PROVIDED DATA:

####################

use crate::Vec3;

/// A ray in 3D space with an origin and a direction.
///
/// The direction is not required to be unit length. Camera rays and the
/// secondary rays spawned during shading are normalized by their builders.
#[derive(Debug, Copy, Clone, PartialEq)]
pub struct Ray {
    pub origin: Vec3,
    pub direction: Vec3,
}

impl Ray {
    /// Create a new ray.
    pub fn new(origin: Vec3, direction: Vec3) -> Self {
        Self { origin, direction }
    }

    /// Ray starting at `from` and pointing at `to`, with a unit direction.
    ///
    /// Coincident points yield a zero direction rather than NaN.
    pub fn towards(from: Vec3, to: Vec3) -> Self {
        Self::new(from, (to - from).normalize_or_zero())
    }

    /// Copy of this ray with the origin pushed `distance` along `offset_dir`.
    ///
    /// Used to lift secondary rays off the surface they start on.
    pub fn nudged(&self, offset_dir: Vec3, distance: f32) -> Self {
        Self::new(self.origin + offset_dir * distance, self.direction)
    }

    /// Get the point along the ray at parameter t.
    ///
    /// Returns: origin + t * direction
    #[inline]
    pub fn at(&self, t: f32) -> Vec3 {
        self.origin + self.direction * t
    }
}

####################

WHAT YOU WILL DO: In the material above, the line with "pub fn nudged(&self, offset_dir: Vec3, distance: f32)" marks the start. Print it and every line after it through the last, exactly.

PROBLEM SOLUTION:
    pub fn nudged(&self, offset_dir: Vec3, distance: f32) -> Self {
        Self::new(self.origin + offset_dir * distance, self.direction)
    }

    /// Get the point along the ray at parameter t.
    ///
    /// Returns: origin + t * direction
    #[inline]
    pub fn at(&self, t: f32) -> Vec3 {
        self.origin + self.direction * t
    }
}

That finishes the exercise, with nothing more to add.